From Goldstein's latest draft notebook, I think there are two players who exemplify the type of players one should consider, and should not consider, in an early-pick high school pitcher. First, the good one:
The safest high school arm may reside in Stillwater, Oklahoma. 6'4" lefthander Brett Anderson has dominated all year and is the rare prep hurler with a full repertoire of pitches, including a 91-94 mph fastball, a plus curve and a solid changeup. "He's the total package when you look at his size and his stuff," said one scouting director. "He's just very advanced for his age and has an excellent feel for his craft." Anderson's father, Frank, is the head coach of Oklahoma State, but both father and son have made it clear to teams that Anderson is ready to begin his pro career after high school, as Anderson currently looks like an early first-round pick.Based on this report (I know nothing else about him), I'd be pleased if we signed this guy. He sounds like an excellent pick: left handed, good stuff, polished, etc. The only thing I'd like to hear more specific info on is his control. Even so, it sounds like this is a guy who could quickly advance through a minor league system and arrive in the big leagues within 4 or 5 years (or so).
And now, here's a guy we should NOT take, at least not early on:
Teams looking for pure projection have been traveling to Brooklyn, New York of all places to check out righthander Dellin Betances, pitching for Grand Street Campus.

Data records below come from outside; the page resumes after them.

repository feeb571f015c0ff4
use colored::Colorize;
use divfeed::api;
use tabled::settings::{Color, object::Columns};

#[derive(clap::Args)]
pub struct ConfigSetCommand {
    #[arg(help = "One of api_base, max_retries, initial_backoff_ms")]
    key: String,

    value: String,
}

impl ConfigSetCommand {
    pub async fn exec(&self) {
        if let Err(err) = api::set_config(&self.key, &self.value).await {
            println!("[!] {}", err.to_string().red());
            return;
        }

        match api::get_config().await {
            Ok(config) => {
                let key = self.key.to_lowercase();
                let table_data: Vec<Vec<String>> = config
                    .entries()
                    .into_iter()
                    .filter(|(k, _)| *k == key)
                    .map(|(k, v)| vec![k.to_string(), v])
                    .collect();

                let mut table = tabled::builder::Builder::from_iter(&table_data).build();
                table.modify(Columns::first(), Color::FG_CYAN);
                println!("{table}");
                println!("{}", "Takes effect on the next run".bright_black());
            }
            Err(err) => {
                println!("[!] {}", err.to_string().red());
            }
        }
    }
}
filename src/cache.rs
use std::time::Duration;

use chrono::Utc;
use dashmap::DashMap;

pub const QUOTE_TTL: Duration = Duration::from_secs(10);
pub const CHART_TTL: Duration = Duration::from_secs(60);
pub const DIVIDEND_TTL: Duration = Duration::from_secs(6 * 60 * 60);
pub const TOTAL_RETURNS_TTL: Duration = Duration::from_secs(6 * 60 * 60);

/// In-memory store whose entries remember when they were inserted.
///
/// Freshness is decided by the caller's TTL at lookup time; an entry found stale is removed
/// on that lookup and nothing is ever swept in the background.
pub struct Cache<V> {
    entries: DashMap<String, CacheEntry<V>>,
}

struct CacheEntry<V> {
    value: V,
    timestamp: i64,
}

pub fn cache_key(kind: &str, discriminator: &str) -> String {
    format!("{kind}:{discriminator}")
}

impl<V: Clone> Cache<V> {
    pub fn new() -> Self {
        Self {
            entries: DashMap::new(),
        }
    }

    pub fn get(&self, key: &str, ttl: Duration) -> Option<V> {
        self.get_at(key, ttl, Utc::now().timestamp_millis())
    }

    pub fn get_at(&self, key: &str, ttl: Duration, now_ms: i64) -> Option<V> {
        let ttl_ms = i64::try_from(ttl.as_millis()).unwrap_or(i64::MAX);

        if let Some(entry) = self.entries.get(key) {
            if now_ms.saturating_sub(entry.timestamp) < ttl_ms {
                return Some(entry.value.clone());
            }
        } else {
            return None;
        }

        self.entries
            .remove_if(key, |_, entry| now_ms.saturating_sub(entry.timestamp) >= ttl_ms);

        None
    }

    pub fn set(&self, key: &str, value: V) {
        self.set_at(key, value, Utc::now().timestamp_millis());
    }

    pub fn set_at(&self, key: &str, value: V, now_ms: i64) {
        self.entries.insert(
            key.to_string(),
            CacheEntry {
                value,
                timestamp: now_ms,
            },
        );
    }

    pub fn len(&self) -> usize {
        self.entries.len()
    }

    pub fn is_empty(&self) -> bool {
        self.entries.is_empty()
    }

    pub fn clear(&self) {
        self.entries.clear();
    }
}

impl<V: Clone> Default for Cache<V> {
    fn default() -> Self {
        Self::new()
    }
}

#[cfg(test)]
mod tests {
    use super::*;

    #[test]
    fn test_cache_key() {
        assert_eq!(cache_key("quote", "SCHD"), "quote:SCHD");
        assert_eq!(cache_key("chart", "SCHD:1y:1d"), "chart:SCHD:1y:1d");
    }

    #[test]
    fn test_get_before_and_at_ttl_boundary() {
        let cache: Cache<f64> = Cache::new();
        cache.set_at("quote:JEPI", 57.3, 1_000);

        let ttl = Duration::from_millis(10_000);
        assert_eq!(cache.get_at("quote:JEPI", ttl, 1_000), Some(57.3));
        assert_eq!(cache.get_at("quote:JEPI", ttl, 10_999), Some(57.3));
        assert_eq!(cache.get_at("quote:JEPI", ttl, 11_000), None);
    }

    #[test]
    fn test_stale_entry_is_evicted_on_lookup() {
        let cache: Cache<String> = Cache::new();
        cache.set_at("dividends:O", "monthly".to_string(), 0);
        cache.set_at("dividends:MAIN", "monthly".to_string(), 5_000);
        assert_eq!(cache.len(), 2);

        assert!(cache.get_at("dividends:O", Duration::from_secs(3), 4_000).is_none());
        assert_eq!(cache.len(), 1);

        // a fresh lookup never removes anything
        assert!(cache.get_at("dividends:MAIN", Duration::from_secs(3), 6_000).is_some());
        assert_eq!(cache.len(), 1);
    }

    #[test]
    fn test_ttl_is_chosen_per_lookup() {
        let cache: Cache<u32> = Cache::new();
        cache.set_at("chart:QYLD:1y:1d", 1, 0);

        assert_eq!(
            cache.get_at("chart:QYLD:1y:1d", Duration::from_secs(60), 30_000),
            Some(1)
        );
        assert_eq!(
            cache.get_at("chart:QYLD:1y:1d", Duration::from_secs(10), 30_000),
            None
        );
    }

    #[test]
    fn test_set_refreshes_timestamp() {
        let cache: Cache<u32> = Cache::new();
        cache.set_at("quote:VYM", 1, 0);
        cache.set_at("quote:VYM", 2, 9_000);

        assert_eq!(cache.get_at("quote:VYM", QUOTE_TTL, 15_000), Some(2));
    }

    #[test]
    fn test_missing_key_and_clear() {
        let cache: Cache<u32> = Cache::default();
        assert!(cache.is_empty());
        assert!(cache.get("quote:NONE", QUOTE_TTL).is_none());

        cache.set("quote:SPYD", 7);
        assert_eq!(cache.get("quote:SPYD", QUOTE_TTL), Some(7));

        cache.clear();
        assert!(cache.is_empty());
    }
}
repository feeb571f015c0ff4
//! # divfeed CLI

use clap::Parser;

use crate::cli::Commands;

mod cli;

#[derive(Parser)]
#[command(version = env!("CARGO_PKG_VERSION"))]
struct Cli {
    #[command(subcommand)]
    command: Commands,
}

#[tokio::main]
async fn main() {
    let cli = Cli::parse();

    divfeed::init().await;

    match &cli.command {
        Commands::Chart(cmd) => {
            cmd.exec().await;
        }
        Commands::Config(cmd) => {
            cmd.exec().await;
        }
        Commands::Dividends(cmd) => {
            cmd.exec().await;
        }
        Commands::Quote(cmd) => {
            cmd.exec().await;
        }
        Commands::Returns(cmd) => {
            cmd.exec().await;
        }
    }
}
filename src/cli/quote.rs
use colored::Colorize;
use divfeed::api;
use tabled::settings::{
    Alignment, Color,
    object::{Columns, Object, Rows},
};

use super::{format_percent, format_value};

#[derive(clap::Args)]
pub struct QuoteCommand {
    #[arg(required = true, help = "ETF symbols, e.g. SCHD JEPI")]
    symbols: Vec<String>,
}

impl QuoteCommand {
    pub async fn exec(&self) {
        match api::batch_quotes(&self.symbols).await {
            Ok(quotes) => {
                let mut table_data: Vec<Vec<String>> = vec![vec![
                    "".to_string(),
                    "Price".to_string(),
                    "Change".to_string(),
                    "Change %".to_string(),
                    "Currency".to_string(),
                    "Exchange".to_string(),
                ]];

                let mut symbols: Vec<&String> = quotes.keys().collect();
                symbols.sort();

                for symbol in symbols {
                    let quote = &quotes[symbol];
                    let change_pct = match (quote.price_change, quote.previous_close) {
                        (Some(change), Some(previous)) if previous > 0.0 => {
                            Some(change / previous * 100.0)
                        }
                        _ => None,
                    };

                    table_data.push(vec![
                        symbol.to_string(),
                        format_value(quote.price),
                        format_value(quote.price_change),
                        format_percent(change_pct),
                        quote.currency.clone().unwrap_or("-".to_string()),
                        quote.exchange.clone().unwrap_or("-".to_string()),
                    ]);
                }

                let mut table = tabled::builder::Builder::from_iter(&table_data).build();
                table.modify(Rows::first(), Color::FG_BRIGHT_BLACK);
                table.modify(Columns::first().not(Rows::first()), Color::FG_CYAN);
                table.modify(Columns::new(1..4), Alignment::right());
                println!("{table}");
            }
            Err(err) => {
                println!("[!] {}", err.to_string().red());
            }
        }
    }
}
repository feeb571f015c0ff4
use std::{collections::HashMap, str::FromStr};

use futures::future::join_all;
use log::error;

use crate::{
    cache::{CHART_TTL, cache_key},
    data::series::{Chart, ComparisonCharts, EtfChart, PriceSeries},
    ds::yahoo::ChartEnvelope,
    error::DfResult,
    financial::MarketData,
};

/// Display windows the front end knows about.
#[derive(Clone, Copy, Debug, PartialEq, Eq, strum::Display, strum::EnumIter, strum::EnumString)]
pub enum Timeframe {
    #[strum(serialize = "1D")]
    OneDay,
    #[strum(serialize = "1W")]
    OneWeek,
    #[strum(serialize = "1M")]
    OneMonth,
    #[strum(serialize = "3M")]
    ThreeMonths,
    #[strum(serialize = "6M")]
    SixMonths,
    #[strum(serialize = "YTD")]
    YearToDate,
    #[strum(serialize = "1Y")]
    OneYear,
    #[strum(serialize = "3Y")]
    ThreeYears,
    #[strum(serialize = "5Y")]
    FiveYears,
    #[strum(serialize = "10Y")]
    TenYears,
    #[strum(serialize = "20Y")]
    TwentyYears,
    #[strum(serialize = "MAX")]
    Max,
}

#[derive(Clone, Copy, Debug, PartialEq, Eq)]
pub struct ChartParams {
    pub range: &'static str,
    pub interval: &'static str,
}

impl Timeframe {
    pub fn chart_params(&self) -> ChartParams {
        let (range, interval) = match self {
            Timeframe::OneDay => ("1d", "5m"),
            Timeframe::OneWeek => ("5d", "30m"),
            Timeframe::OneMonth => ("1mo", "1d"),
            Timeframe::ThreeMonths => ("3mo", "1d"),
            Timeframe::SixMonths => ("6mo", "1d"),
            Timeframe::YearToDate => ("ytd", "1d"),
            Timeframe::OneYear => ("1y", "1d"),
            Timeframe::ThreeYears => ("3y", "1wk"),
            Timeframe::FiveYears => ("5y", "1wk"),
            Timeframe::TenYears | Timeframe::TwentyYears | Timeframe::Max => ("max", "1mo"),
        };

        ChartParams { range, interval }
    }
}

impl Default for ChartParams {
    fn default() -> Self {
        Self {
            range: "1mo",
            interval: "1d",
        }
    }
}

/// Provider range and interval for a timeframe label; unknown labels get one month of dailies.
pub fn map_timeframe(timeframe: &str) -> ChartParams {
    Timeframe::from_str(timeframe)
        .map(|tf| tf.chart_params())
        .unwrap_or_default()
}

impl MarketData {
    /// Cleaned close series for `symbol` over `timeframe`, cached for 60 seconds.
    ///
    /// Charts are supplementary, so a failed fetch is logged and yields an empty series
    /// instead of an error. Failed fetches are not cached.
    pub async fn fetch_chart(&self, symbol: &str, timeframe: &str) -> Chart {
        let params = map_timeframe(timeframe);
        let key = cache_key(
            "chart",
            &format!("{symbol}:{}:{}", params.range, params.interval),
        );

        if let Some(series) = self.caches.charts.get(&key, CHART_TTL) {
            return Chart {
                symbol: symbol.to_string(),
                timeframe: timeframe.to_string(),
                series,
            };
        }

        match self.request_chart(symbol, &params).await {
            Ok(series) => {
                self.caches.charts.set(&key, series.clone());

                Chart {
                    symbol: symbol.to_string(),
                    timeframe: timeframe.to_string(),
                    series,
                }
            }
            Err(err) => {
                error!("[Chart] Fetch failed for {symbol}: {err}");
                Chart::empty(symbol, timeframe)
            }
        }
    }

    /// Charts for several symbols fetched side by side; never fails.
    pub async fn fetch_comparison_charts(
        &self,
        symbols: &[String],
        timeframe: &str,
    ) -> ComparisonCharts {
        let charts = join_all(
            symbols
                .iter()
                .map(|symbol| self.fetch_chart(symbol, timeframe)),
        )
        .await;

        let data: HashMap<String, PriceSeries> = charts
            .into_iter()
            .map(|chart| (chart.symbol, chart.series))
            .collect();

        ComparisonCharts {
            symbols: symbols.to_vec(),
            timeframe: timeframe.to_string(),
            data,
        }
    }

    /// Display points for one symbol, with open, high and low filled from the close.
    pub async fn fetch_etf_chart(&self, symbol: &str, timeframe: &str) -> EtfChart {
        let chart = self.fetch_chart(symbol, timeframe).await;

        EtfChart {
            data: chart.series.points(),
            symbol: chart.symbol,
        }
    }

    async fn request_chart(&self, symbol: &str, params: &ChartParams) -> DfResult<PriceSeries> {
        let url = self.client.chart_url(
            symbol,
            &[("range", params.range), ("interval", params.interval)],
        )?;
        let response = self.client.call_api_ok(&url).await?;
        let envelope: ChartEnvelope = response.json()?;

        Ok(envelope.into_first_result().price_series())
    }
}
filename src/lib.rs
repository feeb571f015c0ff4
//! # divfeed lib

use std::{env, sync::LazyLock};

use log::warn;
use tokio::sync::RwLock;

use crate::config::DfConfig;

pub mod api;
pub mod cache;
pub mod config;
pub mod data;
pub mod ds;
pub mod error;
pub mod financial;
pub mod utils;

pub static CONFIG: LazyLock<RwLock<DfConfig>> = LazyLock::new(|| RwLock::new(DfConfig::default()));

pub async fn init() {
    env_logger::Builder::new()
        .parse_filters(env::var("LOG").as_deref().unwrap_or("off"))
        .init();

    match DfConfig::load() {
        Ok(config) => {
            *CONFIG.write().await = config;
        }
        Err(err) => {
            warn!("Load config error, using defaults: {err}");
        }
    }
}
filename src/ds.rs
pub mod yahoo;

At 6'9", Betances delivers mid-90s heat on an extreme downward plane, and has shown the ability to spin a hammer curveball that has a long way to fall because of his height and high release point. Like many players in the Northeast, Betances doesn't have the experience of players in warm weather climates, and will be a long-term project for whoever drafts him. "He does offer a lot to dream on," said one scouting director. "But his command is all over the place and he's extremely crude." Another scouting director added, "I'm not taking him, but if somebody sees him on the right day, they could be easily convinced that he's worth seven-figures."I'm sure he looks seductive, but that's exactly the sort of player I think of teams gambling on and losing when selecting high school pitchers. Big, strong, tons of power and potential, but almost impossible to project as to whether he'll turn into a superstar or wash out within three years.
The key is to be smart. The first two rounds are the most reliable in terms of the players you choose eventually producing in the big leagues, meaning that the players you take in those rounds are the easiest to project. Teams should take advantage of this projectability and take players that are known quantities. One should save one's biggest gambles for the later rounds, when the most projectable players are probably going to be scrubs anyway.